Problem to solve: Go through the entries and copy every line that has the string "still" in it.

Data to examine:
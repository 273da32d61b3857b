//! cfn-deploy - CloudFormation deploy step for CI pipelines.

use cfn_deploy::{action, cli::Inputs, outputs::escape_annotation};
use clap::Parser;
use std::process::ExitCode;
use tracing_subscriber::prelude::*;
use tracing_subscriber::EnvFilter;

fn init_logging() {
    // RUNNER_DEBUG is set when a workflow is re-run with debug logging.
    let default = match std::env::var("RUNNER_DEBUG").as_deref() {
        Ok("1") => "cfn_deploy=debug,cfn_deploy_aws=debug,info",
        _ => "info",
    };
    let filter = EnvFilter::try_from_default_env().unwrap_or_else(|_| EnvFilter::new(default));

    tracing_subscriber::registry()
        .with(
            tracing_subscriber::fmt::layer()
                .with_target(false)
                .with_writer(std::io::stderr)
                .with_filter(filter),
        )
        .init();
}

#[tokio::main]
async fn main() -> ExitCode {
    let inputs = Inputs::parse();
    init_logging();

    match action::run(&inputs).await {
        Ok(_) => ExitCode::SUCCESS,
        Err(err) => {
            tracing::error!("{}", err);
            println!("::error::{}", escape_annotation(&err.to_string()));
            ExitCode::FAILURE
        }
    }
}
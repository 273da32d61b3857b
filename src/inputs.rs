//! Field parsers for CI input strings.
//!
//! Every input arrives as a raw string. These helpers turn them into typed
//! values; "absent" is always `None`, never an error, except for booleans
//! where a typo would silently flip deployment behaviour.

use crate::error::{DeployError, DeployResult};
use cfn_deploy_aws::{Parameter, StackTag};
use serde::Deserialize;
use std::collections::BTreeMap;

/// True only for strings that parse as a URL with the `https` scheme.
pub fn is_url(s: &str) -> bool {
    url::Url::parse(s)
        .map(|u| u.scheme() == "https")
        .unwrap_or(false)
}

#[derive(Deserialize)]
#[serde(untagged)]
enum TagsInput {
    List(Vec<TagEntry>),
    Map(BTreeMap<String, String>),
}

#[derive(Deserialize)]
struct TagEntry {
    #[serde(rename = "Key")]
    key: String,
    #[serde(rename = "Value")]
    value: String,
}

/// Decode a JSON tag blob. Accepts `[{"Key": …, "Value": …}]` and
/// `{"key": "value"}`. Anything undecodable is `None`.
pub fn parse_tags(s: &str) -> Option<Vec<StackTag>> {
    match serde_json::from_str::<TagsInput>(s) {
        Ok(TagsInput::List(entries)) => Some(
            entries
                .into_iter()
                .map(|t| StackTag { key: t.key, value: t.value })
                .collect(),
        ),
        Ok(TagsInput::Map(map)) => Some(
            map.into_iter()
                .map(|(key, value)| StackTag { key, value })
                .collect(),
        ),
        Err(e) => {
            if !s.trim().is_empty() {
                log::debug!("ignoring undecodable tags input: {}", e);
            }
            None
        }
    }
}

/// Comma-separated ARN list; `None` when empty.
pub fn parse_arns(s: &str) -> Option<Vec<String>> {
    if s.is_empty() {
        return None;
    }
    let arns: Vec<String> = s
        .split(',')
        .map(str::trim)
        .filter(|a| !a.is_empty())
        .map(str::to_string)
        .collect();
    if arns.is_empty() {
        None
    } else {
        Some(arns)
    }
}

pub fn parse_string(s: &str) -> Option<String> {
    if s.is_empty() {
        None
    } else {
        Some(s.to_string())
    }
}

/// Parse a leading integer (`"30min"` is 30). Zero counts as absent.
pub fn parse_number(s: &str) -> Option<i64> {
    let s = s.trim_start();
    let (sign, digits) = match s.as_bytes().first() {
        Some(b'-') => (-1, &s[1..]),
        Some(b'+') => (1, &s[1..]),
        _ => (1, s),
    };
    let end = digits
        .find(|c: char| !c.is_ascii_digit())
        .unwrap_or(digits.len());
    let n = digits[..end].parse::<i64>().ok()? * sign;
    if n == 0 {
        None
    } else {
        Some(n)
    }
}

/// `"1"` / `"true"` are true, `"0"` / `"false"` / empty are false.
pub fn parse_bool(field: &str, s: &str) -> DeployResult<bool> {
    match s.trim().to_ascii_lowercase().as_str() {
        "1" | "true" => Ok(true),
        "" | "0" | "false" => Ok(false),
        other => Err(DeployError::invalid_input(
            field,
            format!("expected one of 1, 0, true, false; got '{}'", other),
        )),
    }
}

/// Split on commas, except inside a value quoted right after its `=`.
///
/// A quote only opens when it starts the value and a matching quote closes
/// the piece (is followed by a comma or the end). Any other quote is a
/// literal character, so `Desc=it's live,Env=prod` still splits.
fn split_unquoted(s: &str) -> Vec<&str> {
    let mut pieces = Vec::new();
    let mut start = 0;
    while start <= s.len() {
        let rest = &s[start..];
        let end = piece_len(rest);
        pieces.push(&rest[..end]);
        start += end + 1;
    }
    pieces
}

fn piece_len(rest: &str) -> usize {
    let plain = rest.find(',').unwrap_or(rest.len());
    let Some(eq) = rest[..plain].find('=') else {
        return plain;
    };
    let value = &rest[eq + 1..];
    let value_start = eq + 1 + (value.len() - value.trim_start().len());
    let quote = match rest[value_start..].chars().next() {
        Some(q @ ('"' | '\'')) => q,
        _ => return plain,
    };

    let mut search = value_start + 1;
    while let Some(offset) = rest[search..].find(quote) {
        let close = search + offset + 1;
        let after = rest[close..].trim_start();
        if after.is_empty() || after.starts_with(',') {
            return rest.len() - after.len();
        }
        search = close;
    }
    plain
}

fn strip_quotes(s: &str) -> &str {
    let quoted = s.len() >= 2
        && ((s.starts_with('"') && s.ends_with('"')) || (s.starts_with('\'') && s.ends_with('\'')));
    if quoted {
        &s[1..s.len() - 1]
    } else {
        s
    }
}

/// Parse `Key=Value,Key2=Value2` overrides.
///
/// Values may be quoted to carry commas (`Subnets="a,b"`). A key given more
/// than once gets its values joined with `,` in the order seen; keys keep
/// their first-seen position.
pub fn parse_parameters(s: &str) -> Vec<Parameter> {
    let mut entries: Vec<(String, String)> = Vec::new();

    for piece in split_unquoted(s) {
        let piece = piece.trim();
        if piece.is_empty() {
            continue;
        }
        let (key, value) = piece.split_once('=').unwrap_or((piece, ""));
        let key = strip_quotes(key.trim());
        let value = strip_quotes(value.trim());
        if key.is_empty() {
            continue;
        }

        match entries.iter_mut().find(|(k, _)| k == key) {
            Some((_, existing)) if existing.is_empty() => *existing = value.to_string(),
            Some((_, existing)) => {
                existing.push(',');
                existing.push_str(value);
            }
            None => entries.push((key.to_string(), value.to_string())),
        }
    }

    entries
        .into_iter()
        .map(|(parameter_key, parameter_value)| Parameter {
            parameter_key,
            parameter_value,
        })
        .collect()
}

/// Parse the contents of a parameter file:
/// `[{"ParameterKey": "Env", "ParameterValue": "prod"}]`.
pub fn parse_parameter_file(contents: &str) -> DeployResult<Vec<Parameter>> {
    Ok(serde_json::from_str(contents)?)
}

#[cfg(test)]
mod tests {
    use super::*;

    #[test]
    fn is_url_requires_https() {
        assert!(is_url("https://x.com"));
        assert!(is_url("https://bucket.s3.amazonaws.com/template.yaml"));
        assert!(!is_url("http://x.com"));
        assert!(!is_url("not a url"));
        assert!(!is_url("./template.yaml"));
        assert!(!is_url(""));
    }

    #[test]
    fn tags_from_map() {
        assert_eq!(parse_tags(r#"{"a":"b"}"#), Some(vec![StackTag::new("a", "b")]));
    }

    #[test]
    fn tags_from_list() {
        let tags = parse_tags(r#"[{"Key":"team","Value":"core"},{"Key":"env","Value":"prod"}]"#).unwrap();
        assert_eq!(tags, vec![StackTag::new("team", "core"), StackTag::new("env", "prod")]);
    }

    #[test]
    fn tags_garbage_is_absent() {
        assert_eq!(parse_tags("not json"), None);
        assert_eq!(parse_tags(""), None);
        assert_eq!(parse_tags(r#"{"a": 1}"#), None);
    }

    #[test]
    fn arns_split_in_order() {
        assert_eq!(
            parse_arns("arn:aws:sns:us-east-1:1:a,arn:aws:sns:us-east-1:1:b"),
            Some(vec!["arn:aws:sns:us-east-1:1:a".to_string(), "arn:aws:sns:us-east-1:1:b".to_string()])
        );
        assert_eq!(parse_arns("single"), Some(vec!["single".to_string()]));
        assert_eq!(parse_arns(""), None);
        assert_eq!(parse_arns(" , "), None);
    }

    #[test]
    fn string_passthrough() {
        assert_eq!(parse_string("role"), Some("role".to_string()));
        assert_eq!(parse_string(""), None);
    }

    #[test]
    fn number_leading_integer() {
        assert_eq!(parse_number("30"), Some(30));
        assert_eq!(parse_number("  15min"), Some(15));
        assert_eq!(parse_number("-5"), Some(-5));
        assert_eq!(parse_number("abc"), None);
        assert_eq!(parse_number(""), None);
    }

    #[test]
    fn number_zero_is_absent() {
        assert_eq!(parse_number("0"), None);
        assert_eq!(parse_number("000"), None);
    }

    #[test]
    fn bool_values() {
        assert!(parse_bool("f", "1").unwrap());
        assert!(parse_bool("f", "TRUE").unwrap());
        assert!(!parse_bool("f", "0").unwrap());
        assert!(!parse_bool("f", "").unwrap());
        assert!(!parse_bool("f", "false").unwrap());
        let err = parse_bool("no-execute-changeset", "yes").unwrap_err();
        assert!(err.to_string().contains("no-execute-changeset"));
    }

    #[test]
    fn parameters_repeated_key_concatenates() {
        assert_eq!(parse_parameters("A=1,A=2"), vec![Parameter::new("A", "1,2")]);
    }

    #[test]
    fn parameters_keep_first_seen_order() {
        let params = parse_parameters(" B=x , A=1, B=y ,C=3");
        assert_eq!(
            params,
            vec![Parameter::new("B", "x,y"), Parameter::new("A", "1"), Parameter::new("C", "3")]
        );
    }

    #[test]
    fn parameters_value_may_contain_equals() {
        assert_eq!(
            parse_parameters("Query=a=b"),
            vec![Parameter::new("Query", "a=b")]
        );
    }

    #[test]
    fn parameters_quoted_commas() {
        assert_eq!(
            parse_parameters(r#"Subnets="subnet-1,subnet-2",Env='prod'"#),
            vec![Parameter::new("Subnets", "subnet-1,subnet-2"), Parameter::new("Env", "prod")]
        );
    }

    #[test]
    fn parameters_apostrophe_inside_value_is_literal() {
        assert_eq!(
            parse_parameters("Desc=it's live,Env=prod"),
            vec![Parameter::new("Desc", "it's live"), Parameter::new("Env", "prod")]
        );
    }

    #[test]
    fn parameters_unclosed_quote_is_literal() {
        assert_eq!(
            parse_parameters("A='x,B=2"),
            vec![Parameter::new("A", "'x"), Parameter::new("B", "2")]
        );
    }

    #[test]
    fn parameters_quote_must_close_the_piece() {
        assert_eq!(
            parse_parameters(r#"Msg="say "hi" now",C=3"#),
            vec![Parameter::new("Msg", r#"say "hi" now"#), Parameter::new("C", "3")]
        );
    }

    #[test]
    fn parameters_empty_input() {
        assert!(parse_parameters("").is_empty());
        assert!(parse_parameters(" , ").is_empty());
    }

    #[test]
    fn parameter_file_entries() {
        let params = parse_parameter_file(
            r#"[{"ParameterKey":"Env","ParameterValue":"prod"},{"ParameterKey":"Size","ParameterValue":"2"}]"#,
        )
        .unwrap();
        assert_eq!(params, vec![Parameter::new("Env", "prod"), Parameter::new("Size", "2")]);
        assert!(parse_parameter_file("{}").is_err());
    }
}
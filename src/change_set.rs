//! Change-set lifecycle for updates to an existing stack.
//!
//! ```text
//! create ──▶ wait ──┬──▶ no-execute ──▶ ChangeSetReady
//!                   │
//!                   ├──▶ execute ──▶ wait update ──▶ Updated
//!                   │
//!                   └──▶ (wait failed) cleanup ──┬──▶ Unchanged
//!                                                └──▶ error
//! ```

use crate::deploy::{DeployContext, DeployFlags, DeployOutcome};
use crate::error::{DeployError, DeployResult};
use crate::provider::StackProvider;
use crate::waiter::{wait_for_change_set, wait_for_stack, StackWait};
use cfn_deploy_aws::{ChangeSet, ChangeSetStatus, CreateChangeSetInput, Stack};

pub const CHANGE_SET_SUFFIX: &str = "-CS";

/// Status reasons CloudFormation gives for a change set with nothing in it.
pub const EMPTY_CHANGE_SET_MESSAGES: &[&str] = &[
    "No updates are to be performed",
    "The submitted information didn't contain changes",
];

pub fn change_set_name(stack_name: &str) -> String {
    format!("{}{}", stack_name, CHANGE_SET_SUFFIX)
}

pub fn is_empty_change_set_reason(reason: &str) -> bool {
    EMPTY_CHANGE_SET_MESSAGES.iter().any(|m| reason.contains(m))
}

fn log_changes(change_set: &ChangeSet) {
    if change_set.changes.is_empty() {
        log::info!("Change set {} has no resource changes", change_set.change_set_name);
        return;
    }
    for change in &change_set.changes {
        if let Some(ref rc) = change.resource_change {
            log::info!(
                "  {} {} ({}){}",
                rc.action,
                rc.logical_resource_id,
                rc.resource_type,
                match rc.replacement.as_deref() {
                    Some("True") => " [replacement]",
                    Some("Conditional") => " [conditional replacement]",
                    _ => "",
                }
            );
        }
    }
}

/// Called after the change-set wait failed. An empty change set may still be
/// a success; anything else is reported with CloudFormation's reason.
async fn cleanup_change_set<P>(
    provider: &P,
    stack: &Stack,
    request: &CreateChangeSetInput,
    flags: DeployFlags,
    wait_error: DeployError,
) -> DeployResult<DeployOutcome>
where
    P: StackProvider + ?Sized,
{
    let change_set = provider
        .describe_change_set(&request.change_set_name, &request.stack_name)
        .await?;

    if change_set.status != ChangeSetStatus::Failed {
        return Err(wait_error);
    }

    let reason = change_set.status_reason.unwrap_or_default();
    log::debug!("change set {} failed: {}", request.change_set_name, reason);

    if !flags.no_delete_failed_change_set {
        log::debug!("deleting failed change set {}", request.change_set_name);
        provider
            .delete_change_set(&request.change_set_name, &request.stack_name)
            .await?;
    }

    if flags.no_fail_on_empty_change_set && is_empty_change_set_reason(&reason) {
        log::info!("No changes to deploy for stack {}", request.stack_name);
        return Ok(DeployOutcome::Unchanged {
            stack_id: stack.stack_id.clone(),
        });
    }

    Err(DeployError::ChangeSetFailed { reason })
}

/// Update `stack` through the change set described by `request`.
pub async fn update_stack<P>(
    ctx: &DeployContext<'_, P>,
    stack: &Stack,
    request: &CreateChangeSetInput,
    flags: DeployFlags,
) -> DeployResult<DeployOutcome>
where
    P: StackProvider + ?Sized,
{
    log::info!("Creating change set {}", request.change_set_name);
    let created = ctx.provider.create_change_set(request).await?;

    let change_set = match wait_for_change_set(
        ctx.provider,
        &request.change_set_name,
        &request.stack_name,
        ctx.waits.change_set,
    )
    .await
    {
        Ok(cs) => cs,
        Err(err) => return cleanup_change_set(ctx.provider, stack, request, flags, err).await,
    };

    let change_set_id = if change_set.change_set_id.is_empty() {
        created.id
    } else {
        change_set.change_set_id.clone()
    };
    log_changes(&change_set);

    if flags.no_execute_change_set {
        let console_url = ctx.links.gen_cfn_url(&stack.stack_id, &change_set_id).await?;
        log::info!("Not executing the change set; review it at {}", console_url);
        return Ok(DeployOutcome::ChangeSetReady {
            stack_id: stack.stack_id.clone(),
            change_set_id,
            console_url,
        });
    }

    log::info!("Executing change set {}", request.change_set_name);
    ctx.provider
        .execute_change_set(&request.change_set_name, &request.stack_name)
        .await?;
    wait_for_stack(
        ctx.provider,
        &request.stack_name,
        StackWait::UpdateComplete,
        ctx.waits.stack,
    )
    .await?;
    log::info!("Stack {} updated", request.stack_name);

    Ok(DeployOutcome::Updated {
        stack_id: stack.stack_id.clone(),
    })
}
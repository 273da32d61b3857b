//! AWS Signature Version 4 implementation.
//!
//! Implements the SigV4 signing algorithm as documented at:
//! <https://docs.aws.amazon.com/general/latest/gr/sigv4_signing.html>
//!
//! 1. Create a canonical request
//! 2. Create the string to sign
//! 3. Calculate the signing key
//! 4. Add the signature to the request

use crate::config::AwsCredentials;
use chrono::{DateTime, Utc};
use hmac::{Hmac, Mac};
use percent_encoding::{utf8_percent_encode, AsciiSet, NON_ALPHANUMERIC};
use sha2::{Digest, Sha256};
use std::collections::BTreeMap;

type HmacSha256 = Hmac<Sha256>;

const ALGORITHM: &str = "AWS4-HMAC-SHA256";

/// Hash of an empty payload.
pub const EMPTY_PAYLOAD_HASH: &str =
    "e3b0c44298fc1c149afbf4c8996fb92427ae41e4649b934ca495991b7852b855";

/// Everything except the RFC 3986 unreserved set gets percent-encoded.
const UNRESERVED: &AsciiSet = &NON_ALPHANUMERIC
    .remove(b'-')
    .remove(b'_')
    .remove(b'.')
    .remove(b'~');

/// AWS SigV4 signer bound to one credential set, region and service.
#[derive(Debug, Clone)]
pub struct SigV4Signer {
    credentials: AwsCredentials,
    region: String,
    service: String,
}

/// Headers to attach to a request after signing.
#[derive(Debug, Clone)]
pub struct SignedRequest {
    /// Full URL including query string.
    pub url: String,
    /// Headers including the Authorization header.
    pub headers: BTreeMap<String, String>,
}

impl SigV4Signer {
    pub fn new(credentials: &AwsCredentials, region: &str, service: &str) -> Self {
        Self {
            credentials: credentials.clone(),
            region: region.to_string(),
            service: service.to_string(),
        }
    }

    /// Sign a request. `headers` must already contain `host`.
    pub fn sign_request(
        &self,
        method: &str,
        url: &str,
        headers: &BTreeMap<String, String>,
        body: &str,
        timestamp: DateTime<Utc>,
    ) -> SignedRequest {
        let date_stamp = timestamp.format("%Y%m%d").to_string();
        let amz_date = timestamp.format("%Y%m%dT%H%M%SZ").to_string();

        let mut signed_headers: BTreeMap<String, String> = headers
            .iter()
            .map(|(k, v)| (k.to_lowercase(), v.trim().to_string()))
            .collect();
        signed_headers.insert("x-amz-date".to_string(), amz_date.clone());
        if let Some(ref token) = self.credentials.session_token {
            signed_headers.insert("x-amz-security-token".to_string(), token.clone());
        }
        let payload_hash = sha256_hex(body);
        signed_headers.insert("x-amz-content-sha256".to_string(), payload_hash.clone());

        let (canonical_uri, canonical_query) = canonical_url_parts(url);
        let header_names = signed_header_names(&signed_headers);
        let canonical_request = format!(
            "{}\n{}\n{}\n{}\n{}\n{}",
            method,
            canonical_uri,
            canonical_query,
            canonical_headers(&signed_headers),
            header_names,
            payload_hash
        );

        let scope = self.credential_scope(&date_stamp);
        let string_to_sign = format!(
            "{}\n{}\n{}\n{}",
            ALGORITHM,
            amz_date,
            scope,
            sha256_hex(&canonical_request)
        );

        let signature = hex::encode(hmac_sha256(
            &self.signing_key(&date_stamp),
            string_to_sign.as_bytes(),
        ));

        signed_headers.insert(
            "authorization".to_string(),
            format!(
                "{} Credential={}/{}, SignedHeaders={}, Signature={}",
                ALGORITHM, self.credentials.access_key_id, scope, header_names, signature
            ),
        );

        SignedRequest {
            url: url.to_string(),
            headers: signed_headers,
        }
    }

    fn credential_scope(&self, date_stamp: &str) -> String {
        format!("{}/{}/{}/aws4_request", date_stamp, self.region, self.service)
    }

    /// kSigning = HMAC(HMAC(HMAC(HMAC("AWS4" + secret, date), region), service), "aws4_request")
    fn signing_key(&self, date_stamp: &str) -> Vec<u8> {
        let k_secret = format!("AWS4{}", self.credentials.secret_access_key);
        let k_date = hmac_sha256(k_secret.as_bytes(), date_stamp.as_bytes());
        let k_region = hmac_sha256(&k_date, self.region.as_bytes());
        let k_service = hmac_sha256(&k_region, self.service.as_bytes());
        hmac_sha256(&k_service, b"aws4_request")
    }
}

// ── Helper functions ────────────────────────────────────────────────────

/// Compute SHA-256 hash and return hex-encoded string.
pub fn sha256_hex(data: &str) -> String {
    hex::encode(Sha256::digest(data.as_bytes()))
}

fn hmac_sha256(key: &[u8], data: &[u8]) -> Vec<u8> {
    let mut mac = HmacSha256::new_from_slice(key).expect("HMAC accepts keys of any length");
    mac.update(data);
    mac.finalize().into_bytes().to_vec()
}

/// Lowercased headers are already sorted by the map.
fn canonical_headers(headers: &BTreeMap<String, String>) -> String {
    headers
        .iter()
        .map(|(k, v)| format!("{}:{}\n", k, v))
        .collect()
}

fn signed_header_names(headers: &BTreeMap<String, String>) -> String {
    headers.keys().cloned().collect::<Vec<_>>().join(";")
}

/// Split a URL into (canonical URI, canonical query string).
fn canonical_url_parts(url: &str) -> (String, String) {
    let Ok(parsed) = url::Url::parse(url) else {
        return ("/".to_string(), String::new());
    };

    let path = match parsed.path() {
        "" => "/".to_string(),
        p => p.split('/').map(uri_encode).collect::<Vec<_>>().join("/"),
    };

    let mut pairs: Vec<(String, String)> = parsed
        .query_pairs()
        .map(|(k, v)| (uri_encode(&k), uri_encode(&v)))
        .collect();
    pairs.sort();
    let query = pairs
        .iter()
        .map(|(k, v)| format!("{}={}", k, v))
        .collect::<Vec<_>>()
        .join("&");

    (path, query)
}

/// Percent-encode everything outside the RFC 3986 unreserved set.
pub fn uri_encode(input: &str) -> String {
    utf8_percent_encode(input, UNRESERVED).to_string()
}

/// Form-encode parameters in key order.
pub fn form_encode(params: &BTreeMap<String, String>) -> String {
    params
        .iter()
        .map(|(k, v)| format!("{}={}", uri_encode(k), uri_encode(v)))
        .collect::<Vec<_>>()
        .join("&")
}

Written answer:
/// literal character, so `Desc=it's live,Env=prod` still splits.
/// Called after the change-set wait failed. An empty change set may still be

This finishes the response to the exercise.